York will grab Pan Am stadium if Hamilton dithers, organizers say

If the two sides in the Hamilton stadium standoff can’t get their act together, 2015 Pan American Games organizers will pull the plug and build the new facility at York University, wrote columnist Dave Perkins in the Toronto Star June 10.

The Toronto Argonauts would be the long-term tenants of a new 25,000-seat stadium to hold Pan Am track & field events, plans for which are moving ahead as the alternative if Hamilton stalls out. Allegedly, the [Spadina] subway will be extended to York by 2015.

York was in the running several years ago for a combined soccer/football stadium, the one later built soccer-only at the Canadian National Exhibition in order to enrich Maple Leaf Sports & Entertainment. With another $32 million from each of the federal and provincial governments earmarked for the 2015 stadium, York is anxious not to miss the boat again.

Such a stadium, one that would come with warm-up facilities, would solidify York as one of Canada’s premier athletic universities, wrote Perkins. Travel times for track athletes from the Ataratiri athletes’ village wouldn’t be ideal, but would be better than training to Hamilton.

  • Pan Am Games CEO Ian Troop confirmed that York University is potentially a “viable alternative” if Hamilton can’t resolve its stadium dispute, wrote The Hamilton Spectator June 10. Troop said York University is a location whose full potential hasn’t been explored. “They’ve got the tennis and if there is something else in the future, they’re a very viable alternative.”

Elections Canada fights to reject Tory GST refund

An appeal in a Toronto courtroom by the independent elections watchdog is one of two currently underway that pit the Tories against Elections Canada over interpretations of election financing law, wrote The Canadian Press June 10.

“There’s a lot of gaming that goes on with the rules, and that’s clearly what’s happening,” said Professor Robert MacDermid, an expert in political financing who teaches in York University’s Faculty of Liberal Arts & Professional Studies. “This is a rather rare case where the (governing) party is not in the majority, so it has to play the game through the courts or through attacking Elections Canada.
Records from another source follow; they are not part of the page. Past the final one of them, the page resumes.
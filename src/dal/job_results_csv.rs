use std::path::{Path, PathBuf};

use chrono::NaiveDate;
use serde::Serialize;

use crate::{configuration::ExtractionStrategy, domain::job_posting::JobPosting, error::ScoutError};

#[derive(Serialize)]
struct PostingRow<'a> {
    title: &'a str,
    snippet: &'a str,
    link: &'a str,
    experience_match: bool,
}

#[derive(Serialize)]
struct LinkRow<'a> {
    link: &'a str,
}

/// `job_results_<YYYYMMDD>.csv`. Same-day runs share a name and overwrite.
pub fn results_file_name(run_date: NaiveDate) -> String {
    format!("job_results_{}.csv", run_date.format("%Y%m%d"))
}

pub fn results_file_path(output_dir: &Path, run_date: NaiveDate) -> PathBuf {
    output_dir.join(results_file_name(run_date))
}

pub fn save_job_results(
    postings: &[JobPosting],
    strategy: ExtractionStrategy,
    path: &Path,
) -> Result<(), ScoutError> {
    let mut writer = csv::Writer::from_path(path)?;

    for posting in postings {
        match strategy {
            ExtractionStrategy::Structured => writer.serialize(PostingRow {
                title: posting.title.as_deref().unwrap_or_default(),
                snippet: &posting.snippet,
                link: &posting.link,
                experience_match: posting.experience_match,
            })?,
            ExtractionStrategy::LinkScan => writer.serialize(LinkRow {
                link: &posting.link,
            })?,
        }
    }

    // Headers are only emitted with the first row.
    if postings.is_empty() {
        match strategy {
            ExtractionStrategy::Structured => {
                writer.write_record(["title", "snippet", "link", "experience_match"])?
            }
            ExtractionStrategy::LinkScan => writer.write_record(["link"])?,
        }
    }

    writer.flush()?;
    log::info!("Wrote {} rows to {}", postings.len(), path.display());

    Ok(())
}

#[cfg(test)]
mod tests {
    use chrono::NaiveDate;
    use serde::Deserialize;

    use super::*;

    #[derive(Debug, Deserialize, PartialEq)]
    struct Row {
        title: String,
        snippet: String,
        link: String,
        experience_match: bool,
    }

    fn postings() -> Vec<JobPosting> {
        vec![
            JobPosting {
                title: Some("Angular Developer, Pune".into()),
                snippet: "Needs \"3 years\"\nof Angular".into(),
                link: "https://www.naukri.com/job-1".into(),
                experience_match: true,
            },
            JobPosting {
                title: Some("Frontend Engineer".into()),
                snippet: String::new(),
                link: "https://in.indeed.com/job-2?a=1,b=2".into(),
                experience_match: false,
            },
        ]
    }

    #[test]
    fn file_name_uses_run_date() {
        let date = NaiveDate::from_ymd_opt(2026, 10, 7).unwrap();

        assert_eq!(results_file_name(date), "job_results_20261007.csv");
    }

    #[test]
    fn structured_rows_read_back_unchanged() {
        let dir = tempfile::tempdir().unwrap();
        let path = dir.path().join("results.csv");

        save_job_results(&postings(), ExtractionStrategy::Structured, &path).unwrap();

        let mut reader = csv::Reader::from_path(&path).unwrap();
        assert_eq!(
            reader.headers().unwrap().iter().collect::<Vec<_>>(),
            vec!["title", "snippet", "link", "experience_match"]
        );
        let rows: Vec<Row> = reader.deserialize().map(|r| r.unwrap()).collect();
        let expected: Vec<Row> = postings()
            .into_iter()
            .map(|p| Row {
                title: p.title.unwrap(),
                snippet: p.snippet,
                link: p.link,
                experience_match: p.experience_match,
            })
            .collect();
        assert_eq!(rows, expected);
    }

    #[test]
    fn link_scan_rows_only_carry_links() {
        let dir = tempfile::tempdir().unwrap();
        let path = dir.path().join("results.csv");
        let postings = vec![
            JobPosting::link_only("https://www.linkedin.com/jobs/1".into()),
            JobPosting::link_only("https://www.naukri.com/job-2".into()),
        ];

        save_job_results(&postings, ExtractionStrategy::LinkScan, &path).unwrap();

        let content = std::fs::read_to_string(&path).unwrap();
        assert_eq!(
            content,
            "link\nhttps://www.linkedin.com/jobs/1\nhttps://www.naukri.com/job-2\n"
        );
    }

    #[test]
    fn existing_file_is_overwritten() {
        let dir = tempfile::tempdir().unwrap();
        let path = dir.path().join("results.csv");
        std::fs::write(&path, "stale content that is much longer than the new file\n").unwrap();

        save_job_results(
            &[JobPosting::link_only("https://x.io".into())],
            ExtractionStrategy::LinkScan,
            &path,
        )
        .unwrap();

        assert_eq!(std::fs::read_to_string(&path).unwrap(), "link\nhttps://x.io\n");
    }

    #[test]
    fn unwritable_destination_is_an_error() {
        let dir = tempfile::tempdir().unwrap();
        let path = dir.path().join("missing-dir").join("results.csv");

        let result = save_job_results(&postings(), ExtractionStrategy::Structured, &path);

        assert!(matches!(result, Err(ScoutError::Csv(_)) | Err(ScoutError::Io(_))));
    }
}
If it was a majority government, quite frankly it would just change the rules.”

MacDermid, who has studied campaign financing at the municipal, provincial and federal levels, says parties of all partisan stripes “have always gamed the rules… And the Conservatives have been particularly astute about wringing advantages for themselves out of the campaign finance law.”
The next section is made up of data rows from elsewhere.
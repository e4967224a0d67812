use std::{collections::HashMap, path::Path};

use config::{Config, File, FileFormat};
use job_scout::configuration::{build_settings, Settings};
use mockito::{Matcher, Mock, ServerGuard};

/// Settings pointing the search at `endpoint` and the CSV at `output_dir`.
pub fn settings_for(endpoint: &str, output_dir: &Path, max_results: usize) -> Settings {
    let yaml = format!(
        r#"
search:
  role_keyword: "Angular developer"
  experience: "3.5 years"
  geography: "India"
  sites: ["naukri.com", "linkedin.com", "indeed.com"]
  endpoint: "{endpoint}"
  user_agent: "Mozilla/5.0"
  timeout_seconds: 15
  max_results: {max_results}
  extraction_strategy: "structured"
  experience_keywords: ["3 years", "3 yrs", "3+ years"]
  output_dir: "{output_dir}"
email:
  smtp_host: "127.0.0.1"
  smtp_port: 1
  timeout_seconds: 5
  subject: "Daily Angular Job Search Results"
"#,
        output_dir = output_dir.display()
    );

    let vars = HashMap::from([
        ("SMTP_USER", "me@example.com".to_string()),
        ("SMTP_PASS", "app-password".to_string()),
        ("EMAIL_TO", "you@example.com".to_string()),
    ]);

    build_settings(
        Config::builder().add_source(File::from_str(&yaml, FileFormat::Yaml)),
        |key| vars.get(key).cloned(),
    )
    .expect("Failed to build test settings")
}

pub fn result_container(title: &str, snippet: &str, link: &str) -> String {
    format!(
        r#"<div class="result results_links results_links_deep web-result">
  <div class="links_main links_deep result__body">
    <h2 class="result__title"><a rel="nofollow" class="result__a" href="{link}">{title}</a></h2>
    <div class="result__extras"><a class="result__url" href="{link}">{link}</a></div>
    <a class="result__snippet" href="{link}">{snippet}</a>
  </div>
</div>"#
    )
}

pub fn results_page(containers: &[String]) -> String {
    format!(
        r#"<!DOCTYPE html>
<html><head><title>Angular developer at DuckDuckGo</title></head>
<body>
<div class="serp__results"><div id="links" class="results">
{}
</div></div>
<div class="nav-link"><a href="https://duckduckgo.com/html/?q=next">Next</a></div>
</body></html>"#,
        containers.join("\n")
    )
}

pub async fn mock_results(server: &mut ServerGuard, status: usize, body: &str) -> Mock {
    server
        .mock("GET", "/html/")
        .match_query(Matcher::Any)
        .with_status(status)
        .with_header("content-type", "text/html; charset=utf-8")
        .with_body(body)
        .create_async()
        .await
}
The GST rebate case works to their advantage, said MacDermid, “through being able to spend more or handicapping the other parties…. They know they’re playing from a position of great strength because they have been so successful at raising money in comparison to the other parties recently. They have a huge edge.”

Oil giant mocked for directing Web traffic to site

The company responsible for what is being called the biggest ecological disaster in US history is facing a flood of criticism being spread through social media and there doesn’t appear to be any end in sight, wrote the Toronto Star June 10 in a story about efforts by the company to redirect Web traffic to its own sites to convey positive messaging about the cleanup effort.

Alan Middleton, a marketing professor with the Schulich School of Business at York University, said communicating with consumers through options that appear to cost very little is an important part of BP’s strategy at this point. “If they are seen to be wasting their money on fighting back too hard that is going to trigger a whole new wave of opposition,” said Middleton. BP has purchased space in newspapers to spread their message, but they are being selective, said Middleton.

“The trick is you can’t be seen as spending too much because it is going to result in the very obvious question,” which is why aren’t you using the funds to improve safety procedures or support fisherman about to lose their livelihoods, he said. At this point the best BP can do is to appear transparent and attempt to moderate what is being said about them online, he said.

BP must be seen as apologetic and responsible but remind consumers there were two other companies involved in the crisis, he said.

Fiat CEO and Osgoode grad looks at Brampton for Alfa Romeo 

Fiat CEO Sergio Marchionne (LLB ’83) has said he’s weighing whether to manufacture Alfa Romeo-brand vehicles in Brampton, which currently builds the 300C, Dodge Challenger and Dodge Charger, wrote The Canadian Press June 9 in a story about an announcement of a new Fiat product to be built at the plant.

The deal [between Chrysler and Fiat] raised plenty of speculation about what Fiat’s involvement would mean for Chrysler’s Canadian operations. Marchionne spent much of his youth in Canada, attending Osgoode Hall Law School at York University, the University of Windsor and the University of Toronto.

In April, Marchionne said he hopes the combined Chrysler-Fiat will build six million cars annually by 2014 with revenues of US$86.3 billion.